[Stored records]
- Opening Delimiter -
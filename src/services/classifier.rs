use crate::domain::constants::ABSENCE_PHRASES;
use crate::domain::models::{AbsenceAssertionFlag, Claim, ClaimFlag, ClassifiedClaim};
use std::collections::BTreeSet;

/// First absence phrase contained in `text`, case-insensitively.
pub fn matched_absence_phrase(text: &str) -> Option<&'static str> {
    let lower = text.to_lowercase();
    ABSENCE_PHRASES.iter().copied().find(|p| lower.contains(p))
}

/// Flags one claim in isolation. A source URI, verified or not, suppresses
/// the absence assertion.
pub fn classify_claim(claim: &Claim) -> ClassifiedClaim {
    let matched = matched_absence_phrase(&claim.text).filter(|_| claim.source_uri().is_none());
    let mut flags = BTreeSet::new();
    if matched.is_some() {
        flags.insert(ClaimFlag::AbsenceAssertion);
    }
    ClassifiedClaim {
        claim_id: claim.claim_id.clone(),
        evidence_type: claim.evidence_type,
        flags,
        matched_phrase: matched,
    }
}

pub fn classify_claims(claims: &[Claim]) -> Vec<ClassifiedClaim> {
    claims.iter().map(classify_claim).collect()
}

pub fn has_absence_assertion(classified: &[ClassifiedClaim]) -> bool {
    classified
        .iter()
        .any(|c| c.has_flag(ClaimFlag::AbsenceAssertion))
}

pub fn absence_assertion_flags(classified: &[ClassifiedClaim]) -> Vec<AbsenceAssertionFlag> {
    classified
        .iter()
        .filter_map(|c| {
            let phrase = c.matched_phrase?;
            Some(AbsenceAssertionFlag {
                claim_id: c.claim_id.clone(),
                flag_type: ClaimFlag::AbsenceAssertion,
                matched_phrase: phrase.to_string(),
                detail: "Claim asserts absence of evidence but provides no source URI.".to_string(),
            })
        })
        .collect()
}
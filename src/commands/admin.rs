use crate::*;

pub fn handle_ledger_commands(cli: &Cli, config: &ConfigFile) -> anyhow::Result<bool> {
    let Commands::Ledger { command } = &cli.command else {
        return Ok(false);
    };
    let path = resolve_standalone_ledger_path(cli.ledger.as_deref(), config);

    match command {
        LedgerCommands::Verify => {
            let entries = read_entries(&path)?;
            let report = verify_chain(&entries)?;
            let valid = report.valid;
            let index = report.first_invalid_index;
            print_one(cli.json, report, |r| {
                if r.valid {
                    format!(
                        "ledger ok: {} entries, head {}",
                        r.total_entries, r.head_hash
                    )
                } else {
                    format!(
                        "ledger BROKEN at entry {}: {} ({} of {} verified)",
                        r.first_invalid_index.unwrap_or(0),
                        r.error_message.as_deref().unwrap_or("unknown"),
                        r.verified_entries,
                        r.total_entries
                    )
                }
            })?;
            if !valid {
                anyhow::bail!(
                    "ledger integrity check failed at entry {} ({})",
                    index.unwrap_or(0),
                    path.display()
                );
            }
        }
        LedgerCommands::List => {
            let entries = read_entries(&path)?;
            print_out(cli.json, &entries, |e| {
                format!(
                    "{}\t{}\t{}\t{}\t{}",
                    e.entry_id, e.report_id, e.certification_level, e.evid_effective, e.chain_hash
                )
            })?;
        }
    }

    Ok(true)
}
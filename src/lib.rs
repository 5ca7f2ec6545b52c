//! # spotlaunch
//!
//! Spot-market capacity acquisition and price reporting for EC2.
//!
//! ## Architecture
//!
//! ```text
//! launch path:   BidSpec ──submit──▶ CapacityRequest ──resolve──▶ instance ids ──describe──▶ InstanceDescription
//! price path:    price feed ──ingest──▶ PriceCatalog ──rank──▶ PriceReport
//! ```
//!
//! The acquisition state machine (submit bid, poll, resolve, aggregate)
//! and the price report both work through the [`market::SpotMarket`]
//! seam; [`ec2::Ec2Market`] is the production implementation. Polling is
//! bounded by a maximum wait and cancellable via a token, and a failed
//! request aborts the whole batch: partial spot capacity is not a useful
//! result.

#![warn(missing_docs)]
#![warn(clippy::all)]

pub mod acquire;
pub mod bid;
pub mod config;
pub mod ec2;
pub mod error;
pub mod market;
pub mod pricing;
pub mod provision;
pub mod rank;
pub mod report;

// Error handling
pub use error::{Result, SpotError};

// Provider seam
pub use market::{InstanceDescription, RequestState, SpotMarket, SpotRequestStatus};

// Acquisition
pub use acquire::{DEFAULT_MAX_WAIT_SECS, DEFAULT_POLL_INTERVAL_SECS, PollConfig, resolve};
pub use bid::{BidSpec, CapacityRequest, submit};
pub use provision::launch;

// EC2 backend
pub use ec2::{DEFAULT_REGION, Ec2Market, create_ec2_client};

// Pricing
pub use pricing::{PriceCatalog, PriceObservation};
pub use rank::InstanceTypeKey;

// Presets
pub use config::{InstancePreset, PresetFile};
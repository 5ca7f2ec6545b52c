//! Price report rendering
//!
//! Pure formatting over an already-ingested catalog: instance types in
//! rank order, a dashed separator between families, zones ascending
//! within a type.

use crate::error::Result;
use crate::pricing::PriceCatalog;
use crate::rank::InstanceTypeKey;

/// Separator printed between instance families
const FAMILY_SEPARATOR: &str = "    -------------------------";

/// Render the catalog as an indented price report.
///
/// Consecutive types of the same family print contiguously; a separator
/// line is inserted whenever the family prefix changes. Any instance
/// type that fails to parse aborts the whole report.
pub fn render(catalog: &PriceCatalog) -> Result<String> {
    let mut ranked: Vec<(&String, InstanceTypeKey)> = catalog
        .iter()
        .map(|(instance_type, _)| {
            InstanceTypeKey::parse(instance_type).map(|key| (instance_type, key))
        })
        .collect::<Result<_>>()?;
    ranked.sort_by(|a, b| a.1.cmp(&b.1));

    let mut out = String::new();
    let mut last_family: Option<&str> = None;

    for (instance_type, key) in &ranked {
        if let Some(family) = last_family {
            if family != key.family.as_str() {
                out.push_str(FAMILY_SEPARATOR);
                out.push('\n');
            }
        }

        out.push_str(&format!("    {instance_type}\n"));
        if let Some(zones) = catalog.zones(instance_type.as_str()) {
            for (zone, observation) in zones {
                out.push_str(&format!("        {}: {:.6}\n", zone, observation.price));
            }
        }

        last_family = Some(&key.family);
    }

    Ok(out)
}
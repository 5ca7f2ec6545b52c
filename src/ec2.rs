//! EC2 implementation of the spot market seam
//!
//! All aws-sdk-ec2 specifics live here: one-time spot request
//! submission with the ephemeral block-device layout, batched status
//! and instance describes, and the paginated spot price history feed.

use async_trait::async_trait;
use aws_config::BehaviorVersion;
use aws_sdk_ec2::{
    Client,
    types::{BlockDeviceMapping, InstanceType, RequestSpotLaunchSpecification, SpotInstanceType},
};
use aws_types::region::Region;
use chrono::Utc;
use tracing::{debug, warn};

use crate::bid::{BidSpec, CapacityRequest};
use crate::error::{Result, SpotError};
use crate::market::{InstanceDescription, RequestState, SpotMarket, SpotRequestStatus};
use crate::pricing::PriceObservation;

/// Default AWS region
pub const DEFAULT_REGION: &str = "us-west-1";

/// Create EC2 client from environment
pub async fn create_ec2_client(region: Option<String>) -> Result<Client> {
    let region_str = region.unwrap_or_else(|| DEFAULT_REGION.to_string());
    debug!("Creating EC2 client for region: {}", region_str);

    let config = aws_config::defaults(BehaviorVersion::latest())
        .region(Region::new(region_str))
        .load()
        .await;

    Ok(Client::new(&config))
}

/// Spot market backed by the EC2 API
pub struct Ec2Market {
    client: Client,
}

impl Ec2Market {
    /// Wrap an existing EC2 client
    pub fn new(client: Client) -> Self {
        Self { client }
    }

    /// Create a market for the given region (default region if `None`)
    pub async fn from_region(region: Option<String>) -> Result<Self> {
        Ok(Self::new(create_ec2_client(region).await?))
    }
}

#[async_trait]
impl SpotMarket for Ec2Market {
    async fn submit_spot_requests(&self, spec: &BidSpec) -> Result<Vec<CapacityRequest>> {
        let mut launch_spec = RequestSpotLaunchSpecification::builder()
            .image_id(&spec.ami_id)
            .instance_type(InstanceType::from(spec.instance_type.as_str()))
            .set_key_name(spec.key_name.clone());

        for group in &spec.security_groups {
            launch_spec = launch_spec.security_groups(group);
        }

        for (device, virtual_name) in &spec.ephemeral_devices {
            launch_spec = launch_spec.block_device_mappings(
                BlockDeviceMapping::builder()
                    .device_name(device)
                    .virtual_name(virtual_name)
                    .build(),
            );
        }

        let response = self
            .client
            .request_spot_instances()
            .spot_price(spec.bid.to_string())
            .instance_count(spec.count)
            .r#type(SpotInstanceType::OneTime)
            .launch_specification(launch_spec.build())
            .send()
            .await
            .map_err(SpotError::submission)?;

        let requests = response
            .spot_instance_requests()
            .iter()
            .filter_map(|sir| sir.spot_instance_request_id().map(str::to_string))
            .map(|id| CapacityRequest {
                id,
                bid: spec.bid,
                ami_id: spec.ami_id.clone(),
                instance_type: spec.instance_type.clone(),
                security_groups: spec.security_groups.clone(),
            })
            .collect();

        Ok(requests)
    }

    async fn describe_spot_requests(
        &self,
        request_ids: &[String],
    ) -> Result<Vec<SpotRequestStatus>> {
        let response = self
            .client
            .describe_spot_instance_requests()
            .set_spot_instance_request_ids(Some(request_ids.to_vec()))
            .send()
            .await
            .map_err(SpotError::from_ec2)?;

        let statuses = response
            .spot_instance_requests()
            .iter()
            .map(|sir| SpotRequestStatus {
                request_id: sir
                    .spot_instance_request_id()
                    .unwrap_or_default()
                    .to_string(),
                state: sir
                    .state()
                    .map(|s| RequestState::from_provider(s.as_str()))
                    .unwrap_or_else(|| RequestState::Terminal("unknown".to_string())),
                instance_id: sir.instance_id().map(str::to_string),
                fault: sir.fault().and_then(|f| f.message()).map(str::to_string),
                status_message: sir.status().and_then(|s| s.message()).map(str::to_string),
            })
            .collect();

        Ok(statuses)
    }

    async fn describe_instances(&self, instance_ids: &[String]) -> Result<Vec<InstanceDescription>> {
        let response = self
            .client
            .describe_instances()
            .set_instance_ids(Some(instance_ids.to_vec()))
            .send()
            .await
            .map_err(SpotError::from_ec2)?;

        let mut described = Vec::new();
        for reservation in response.reservations() {
            for instance in reservation.instances() {
                described.push(InstanceDescription {
                    id: instance.instance_id().unwrap_or_default().to_string(),
                    instance_type: instance
                        .instance_type()
                        .map(|t| t.as_str().to_string())
                        .unwrap_or_else(|| "unknown".to_string()),
                    private_ip: instance.private_ip_address().map(str::to_string),
                    public_ip: instance.public_ip_address().map(str::to_string),
                });
            }
        }

        Ok(described)
    }

    async fn price_history(&self, product: &str) -> Result<Vec<PriceObservation>> {
        let mut observations = Vec::new();

        let mut pages = self
            .client
            .describe_spot_price_history()
            .product_descriptions(product)
            .into_paginator()
            .send();

        while let Some(page) = pages.next().await {
            let page = page.map_err(SpotError::from_ec2)?;

            for entry in page.spot_price_history() {
                let instance_type = entry.instance_type().map(|t| t.as_str().to_string());
                let availability_zone = entry.availability_zone().map(str::to_string);
                let price = entry.spot_price().and_then(|p| p.parse::<f64>().ok());

                let (Some(instance_type), Some(availability_zone), Some(price)) =
                    (instance_type, availability_zone, price)
                else {
                    warn!("Skipping incomplete spot price entry: {:?}", entry);
                    continue;
                };

                let timestamp = entry
                    .timestamp()
                    .and_then(|t| chrono::DateTime::from_timestamp(t.secs(), t.subsec_nanos()))
                    .unwrap_or_else(Utc::now);

                observations.push(PriceObservation {
                    instance_type,
                    availability_zone,
                    price,
                    timestamp,
                });
            }
        }

        debug!("Fetched {} spot price observations", observations.len());
        Ok(observations)
    }
}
- Closing Delimiter -
> [Problem to solve] Among the entries above, determine how many lines hold the string "feed" and report that number alone.

> [Result] 2